The proposed legislation, announced last week and now getting hashed out in committee, starts with the department’s immediate need to provide more care. It calls for the VA to lease 26 additional major medical facilities around the country, and it would enable the department to hire doctors and nurses more quickly, with existing unobligated funds.
The plan would also expand veterans’ choices beyond the VA system; those who face long wait times or live more than 40 miles from a VA facility could go to outside providers, including Department of Defense clinics and hospitals and doctors who participate in Medicare.

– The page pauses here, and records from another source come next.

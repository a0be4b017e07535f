//! The shared object pool every peer session validates against.

use std::sync::Arc;
use std::time::{SystemTime, UNIX_EPOCH};

use dashmap::DashMap;
use tracing::{debug, warn};

use bitmessage_core::object::{EXPIRY_GRACE_FUTURE, EXPIRY_GRACE_PAST};
use bitmessage_core::payload::verify_signature;
use bitmessage_core::pow::check_proof_of_work;
use bitmessage_core::repository::{InventoryRepository, StoredObject};
use bitmessage_core::{
    CoreError, CoreResult, Cryptography, InventoryVector, Object, ObjectPayload, ObjectType,
    PubkeyPayload,
};

/// Difficulty the inventory demands of incoming objects.
#[derive(Debug, Clone)]
pub struct AcceptancePolicy {
    pub nonce_trials_per_byte: u64,
    pub extra_bytes: u64,
}

impl Default for AcceptancePolicy {
    fn default() -> Self {
        Self {
            nonce_trials_per_byte: bitmessage_core::pow::NETWORK_NONCE_TRIALS_PER_BYTE,
            extra_bytes: bitmessage_core::pow::NETWORK_EXTRA_BYTES,
        }
    }
}

/// Outcome of [`Inventory::store_object`].
#[derive(Debug)]
pub enum StoreResult {
    /// New and valid; callers should gossip it onward.
    Accepted(StoredObject),
    /// Already present (or recently pruned); silently dropped.
    Duplicate,
    /// Failed validation; must not be re-gossiped.
    Rejected(CoreError),
}

impl StoreResult {
    pub fn is_accepted(&self) -> bool {
        matches!(self, StoreResult::Accepted(_))
    }
}

/// Content-addressed set of currently-valid objects.
///
/// Storage goes through the repository seam; this type owns the
/// acceptance pipeline (parse → expiry window → proof-of-work →
/// signature) and the at-most-once guarantee: a vector that was
/// stored, rejected or pruned is suppressed from re-acceptance for at
/// least its remaining lifetime.
pub struct Inventory {
    repo: Arc<dyn InventoryRepository>,
    crypto: Arc<dyn Cryptography>,
    policy: AcceptancePolicy,
    /// Vector → unix time until which re-announcements are ignored.
    suppressed: DashMap<InventoryVector, u64>,
}

impl Inventory {
    pub fn new(
        repo: Arc<dyn InventoryRepository>,
        crypto: Arc<dyn Cryptography>,
        policy: AcceptancePolicy,
    ) -> Self {
        Self {
            repo,
            crypto,
            policy,
            suppressed: DashMap::new(),
        }
    }

    pub async fn contains(&self, iv: &InventoryVector) -> bool {
        self.repo.contains(iv).await.unwrap_or(false)
    }

    pub async fn get_object(&self, iv: &InventoryVector) -> Option<Vec<u8>> {
        match self.repo.get_object(iv).await {
            Ok(found) => found.map(|o| o.bytes),
            Err(e) => {
                warn!("inventory lookup failed: {}", e);
                None
            }
        }
    }

    pub async fn get_inventory(&self, stream: u64) -> CoreResult<Vec<InventoryVector>> {
        self.repo.get_inventory(stream).await
    }

    pub async fn get_objects(
        &self,
        stream: u64,
        version: Option<u64>,
        types: &[ObjectType],
    ) -> CoreResult<Vec<InventoryVector>> {
        self.repo.find(stream, version, types).await
    }

    /// Of the vectors a peer offered, the ones worth requesting:
    /// unknown here and not under suppression.
    pub async fn missing(&self, offered: &[InventoryVector]) -> CoreResult<Vec<InventoryVector>> {
        let now = unix_now();
        let mut candidates = Vec::with_capacity(offered.len());
        for iv in offered {
            if !self.is_suppressed(iv, now) {
                candidates.push(*iv);
            }
        }
        self.repo.missing(&candidates).await
    }

    /// Validates and stores a received object.
    pub async fn store_object(&self, bytes: &[u8]) -> StoreResult {
        self.store_object_at(bytes, unix_now()).await
    }

    /// As [`store_object`](Self::store_object) with an explicit clock.
    pub async fn store_object_at(&self, bytes: &[u8], now: u64) -> StoreResult {
        let object = match Object::decode(bytes) {
            Ok(object) => object,
            Err(e) => return StoreResult::Rejected(e),
        };
        let iv = InventoryVector::of_object(self.crypto.as_ref(), bytes);

        if self.is_suppressed(&iv, now) {
            return StoreResult::Duplicate;
        }
        match self.repo.contains(&iv).await {
            Ok(true) => return StoreResult::Duplicate,
            Ok(false) => {}
            Err(e) => return StoreResult::Rejected(e),
        }

        if let Err(e) = self.validate(&object, bytes, now) {
            // Remember the vector so peers re-announcing the bad object
            // are not believed a second time.
            self.suppress(iv, now + object.object_type().max_ttl());
            return StoreResult::Rejected(e);
        }

        let stored = StoredObject {
            iv,
            stream: object.stream,
            object_type: object.object_type(),
            version: object.version,
            expires_time: object.expires_time,
            bytes: bytes.to_vec(),
        };
        if let Err(e) = self.repo.store(stored.clone()).await {
            return StoreResult::Rejected(e);
        }
        debug!(%iv, kind = ?object.object_type(), "object accepted");
        StoreResult::Accepted(stored)
    }

    /// Expiry window, proof-of-work and (where visible) signature.
    fn validate(&self, object: &Object, bytes: &[u8], now: u64) -> CoreResult<()> {
        if object.expires_time + EXPIRY_GRACE_PAST < now {
            return Err(CoreError::ProtocolViolation("object already expired".into()));
        }
        let horizon = now + object.object_type().max_ttl() + EXPIRY_GRACE_FUTURE;
        if object.expires_time > horizon {
            return Err(CoreError::ProtocolViolation(
                "expiry too far in the future".into(),
            ));
        }

        let ok = check_proof_of_work(
            self.crypto.as_ref(),
            bytes,
            object.expires_time,
            now,
            self.policy.nonce_trials_per_byte,
            self.policy.extra_bytes,
        )?;
        if !ok {
            return Err(CoreError::PowInvalid);
        }

        // v2 pubkeys carry no signature and encrypted payloads carry
        // theirs inside the ciphertext; only cleartext v3 pubkeys are
        // checkable here.
        if let ObjectPayload::Pubkey(PubkeyPayload::Plain(pubkey)) = &object.payload {
            if pubkey.version >= 3 {
                verify_signature(
                    self.crypto.as_ref(),
                    &pubkey.public_signing_key,
                    &object.signed_header(),
                    &pubkey.signed_fields(),
                    &pubkey.signature,
                )?;
            }
        }
        Ok(())
    }

    /// Drops expired objects, keeps suppressing their vectors, and
    /// returns how many were removed.
    pub async fn cleanup(&self) -> CoreResult<usize> {
        self.cleanup_at(unix_now()).await
    }

    pub async fn cleanup_at(&self, now: u64) -> CoreResult<usize> {
        let removed = self.repo.remove_expired(now).await?;
        for object in &removed {
            self.suppress(object.iv, now + object.object_type.max_ttl());
        }
        self.suppressed.retain(|_, until| *until > now);
        if !removed.is_empty() {
            debug!(count = removed.len(), "pruned expired objects");
        }
        Ok(removed.len())
    }

    fn is_suppressed(&self, iv: &InventoryVector, now: u64) -> bool {
        self.suppressed
            .get(iv)
            .map(|until| *until > now)
            .unwrap_or(false)
    }

    fn suppress(&self, iv: InventoryVector, until: u64) {
        self.suppressed.insert(iv, until);
    }
}

pub(crate) fn unix_now() -> u64 {
    SystemTime::now()
        .duration_since(UNIX_EPOCH)
        .map(|d| d.as_secs())
        .unwrap_or(0)
}
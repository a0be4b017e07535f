//! sled-backed stores for the state worth keeping across restarts: the
//! object inventory and the known-node registry.

use std::path::Path;

use async_trait::async_trait;
use tracing::{debug, info};

use bitmessage_core::repository::{
    InventoryRepository, KnownNode, NodeRegistry, StoredObject,
};
use bitmessage_core::{CoreError, CoreResult, InventoryVector, ObjectType};

const TREE_OBJECTS: &str = "objects";
const TREE_NODES: &str = "nodes";

fn repo_err(e: impl std::fmt::Display) -> CoreError {
    CoreError::Repository(e.to_string())
}

/// Inventory persistence on a sled tree keyed by inventory vector.
pub struct SledInventoryRepository {
    objects: sled::Tree,
}

impl SledInventoryRepository {
    pub fn open(db: &sled::Db) -> CoreResult<Self> {
        let objects = db.open_tree(TREE_OBJECTS).map_err(repo_err)?;
        info!(count = objects.len(), "opened object inventory");
        Ok(Self { objects })
    }

    fn decode(value: &[u8]) -> CoreResult<StoredObject> {
        serde_json::from_slice(value).map_err(repo_err)
    }
}

#[async_trait]
impl InventoryRepository for SledInventoryRepository {
    async fn contains(&self, iv: &InventoryVector) -> CoreResult<bool> {
        self.objects.contains_key(iv.as_bytes()).map_err(repo_err)
    }

    async fn get_object(&self, iv: &InventoryVector) -> CoreResult<Option<StoredObject>> {
        match self.objects.get(iv.as_bytes()).map_err(repo_err)? {
            Some(value) => Ok(Some(Self::decode(&value)?)),
            None => Ok(None),
        }
    }

    async fn get_inventory(&self, stream: u64) -> CoreResult<Vec<InventoryVector>> {
        self.find(stream, None, &[]).await
    }

    async fn find(
        &self,
        stream: u64,
        version: Option<u64>,
        types: &[ObjectType],
    ) -> CoreResult<Vec<InventoryVector>> {
        let mut out = Vec::new();
        for entry in self.objects.iter() {
            let (_, value) = entry.map_err(repo_err)?;
            let object = Self::decode(&value)?;
            if object.stream != stream {
                continue;
            }
            if version.map(|v| object.version != v).unwrap_or(false) {
                continue;
            }
            if !types.is_empty() && !types.contains(&object.object_type) {
                continue;
            }
            out.push(object.iv);
        }
        Ok(out)
    }

    async fn store(&self, object: StoredObject) -> CoreResult<()> {
        let value = serde_json::to_vec(&object).map_err(repo_err)?;
        self.objects
            .insert(object.iv.as_bytes(), value)
            .map_err(repo_err)?;
        Ok(())
    }

    async fn remove_expired(&self, cutoff: u64) -> CoreResult<Vec<StoredObject>> {
        let mut removed = Vec::new();
        for entry in self.objects.iter() {
            let (key, value) = entry.map_err(repo_err)?;
            let object = Self::decode(&value)?;
            if object.expires_time < cutoff {
                self.objects.remove(key).map_err(repo_err)?;
                removed.push(object);
            }
        }
        if !removed.is_empty() {
            self.objects.flush_async().await.map_err(repo_err)?;
            debug!(count = removed.len(), "removed expired objects");
        }
        Ok(removed)
    }
}

/// Known-peer registry on a sled tree keyed by `ip:port`.
pub struct SledNodeRegistry {
    nodes: sled::Tree,
}

impl SledNodeRegistry {
    pub fn open(db: &sled::Db) -> CoreResult<Self> {
        let nodes = db.open_tree(TREE_NODES).map_err(repo_err)?;
        info!(count = nodes.len(), "opened node registry");
        Ok(Self { nodes })
    }

    fn key(ip: std::net::IpAddr, port: u16) -> Vec<u8> {
        format!("{}:{}", ip, port).into_bytes()
    }
}

#[async_trait]
impl NodeRegistry for SledNodeRegistry {
    async fn known_nodes(&self, stream: u64, limit: usize) -> CoreResult<Vec<KnownNode>> {
        let mut out = Vec::new();
        for entry in self.nodes.iter() {
            let (_, value) = entry.map_err(repo_err)?;
            let node: KnownNode = serde_json::from_slice(&value).map_err(repo_err)?;
            if node.stream == stream {
                out.push(node);
            }
        }
        out.sort_by(|a, b| b.last_seen.cmp(&a.last_seen));
        out.truncate(limit);
        Ok(out)
    }

    async fn offer(&self, offered: &[KnownNode]) -> CoreResult<()> {
        for node in offered {
            let key = Self::key(node.ip, node.port);
            let keep = match self.nodes.get(&key).map_err(repo_err)? {
                Some(value) => {
                    let existing: KnownNode =
                        serde_json::from_slice(&value).map_err(repo_err)?;
                    node.last_seen > existing.last_seen
                }
                None => true,
            };
            if keep {
                let value = serde_json::to_vec(node).map_err(repo_err)?;
                self.nodes.insert(key, value).map_err(repo_err)?;
            }
        }
        Ok(())
    }

    async fn touch(&self, node: &KnownNode) -> CoreResult<()> {
        let value = serde_json::to_vec(node).map_err(repo_err)?;
        self.nodes
            .insert(Self::key(node.ip, node.port), value)
            .map_err(repo_err)?;
        Ok(())
    }

    async fn remove(&self, ip: std::net::IpAddr, port: u16) -> CoreResult<()> {
        self.nodes.remove(Self::key(ip, port)).map_err(repo_err)?;
        Ok(())
    }
}

/// Opens the shared sled database under `data_dir`.
pub fn open_database(data_dir: &Path) -> CoreResult<sled::Db> {
    sled::Config::default()
        .path(data_dir.join("bitmessage.sled"))
        .open()
        .map_err(repo_err)
}

#[cfg(test)]
mod tests {
    use super::*;

    fn sample_object(seed: u8, expires_time: u64) -> StoredObject {
        StoredObject {
            iv: InventoryVector([seed; 32]),
            stream: 1,
            object_type: ObjectType::Msg,
            version: 1,
            expires_time,
            bytes: vec![seed; 40],
        }
    }

    #[tokio::test]
    async fn objects_survive_reopen() {
        let dir = tempfile::tempdir().unwrap();
        let object = sample_object(7, 2_000_000_000);
        {
            let db = open_database(dir.path()).unwrap();
            let repo = SledInventoryRepository::open(&db).unwrap();
            repo.store(object.clone()).await.unwrap();
            db.flush().unwrap();
        }
        let db = open_database(dir.path()).unwrap();
        let repo = SledInventoryRepository::open(&db).unwrap();
        assert!(repo.contains(&object.iv).await.unwrap());
        assert_eq!(repo.get_object(&object.iv).await.unwrap(), Some(object));
    }

    #[tokio::test]
    async fn expired_objects_are_removed() {
        let dir = tempfile::tempdir().unwrap();
        let db = open_database(dir.path()).unwrap();
        let repo = SledInventoryRepository::open(&db).unwrap();

        repo.store(sample_object(1, 100)).await.unwrap();
        repo.store(sample_object(2, 2_000_000_000)).await.unwrap();

        let removed = repo.remove_expired(1_000_000).await.unwrap();
        assert_eq!(removed.len(), 1);
        assert_eq!(removed[0].iv, InventoryVector([1; 32]));
        assert_eq!(repo.get_inventory(1).await.unwrap().len(), 1);
    }

    #[tokio::test]
    async fn node_registry_round_trip() {
        let dir = tempfile::tempdir().unwrap();
        let db = open_database(dir.path()).unwrap();
        let registry = SledNodeRegistry::open(&db).unwrap();

        let node = KnownNode {
            ip: "192.0.2.1".parse().unwrap(),
            port: 8444,
            stream: 1,
            services: 1,
            last_seen: 500,
        };
        registry.offer(std::slice::from_ref(&node)).await.unwrap();

        // A staler sighting of the same endpoint is ignored.
        let stale = KnownNode {
            last_seen: 10,
            ..node.clone()
        };
        registry.offer(&[stale]).await.unwrap();
        let nodes = registry.known_nodes(1, 8).await.unwrap();
        assert_eq!(nodes.len(), 1);
        assert_eq!(nodes[0].last_seen, 500);
    }
}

To fortify the system for the longer term, the Sanders-McCain plan would create two independent commissions, one focused on capital planning and the other on patient care and scheduling. Survivors of sexual assault would have easier access to treatment. And the VA would have an easier time firing poorly performing staff.
That’s an excellent starting point; the plan’s success, as usual, will depend on the details we don’t yet know. These are the essential open questions:
How much new funding will there be? The department’s health division had about $550 million at the end of the last fiscal year in unobligated funds, but it’s not clear how much of that money can be diverted toward new hiring; some may be intended for other purposes. And the needs are huge: The VA has 400 vacancies for doctors alone, and it pays those it has less than they could make in the private sector. A one-time infusion of money would be less helpful than a new pay scale that could better retain doctors once they’re hired.
Can the new funding keep up with growing demands? Veterans’ health care needs typically peak 10 to 20 years after a war ends, which means the VA’s financial requirements may continue to outpace inflation for decades. Yet the agency is starting from a deficit: For the most disabled veterans, spending per patient in 2012 fell, in real terms, to less than it was in 2004. Any new funding formula has to realistically reflect the number of patients in the system and the intensity of their care.
Exactly how long will vets have to wait for the VA before opting for outside care? The proposal calls for adopting the agency’s existing two-week target, but that might not be good enough for primary care and it might be too ambitious for specialty care. Tricare, the Defense Department program for long-serving military retirees, lets beneficiaries see outside providers if they can’t get into a military facility within one week for a routine visit, 24 hours for urgent care or four weeks for a specialist. The VA should consider that model — and, while it’s looking at Tricare, pay attention to the way it negotiates discounted rates with its network of independent providers.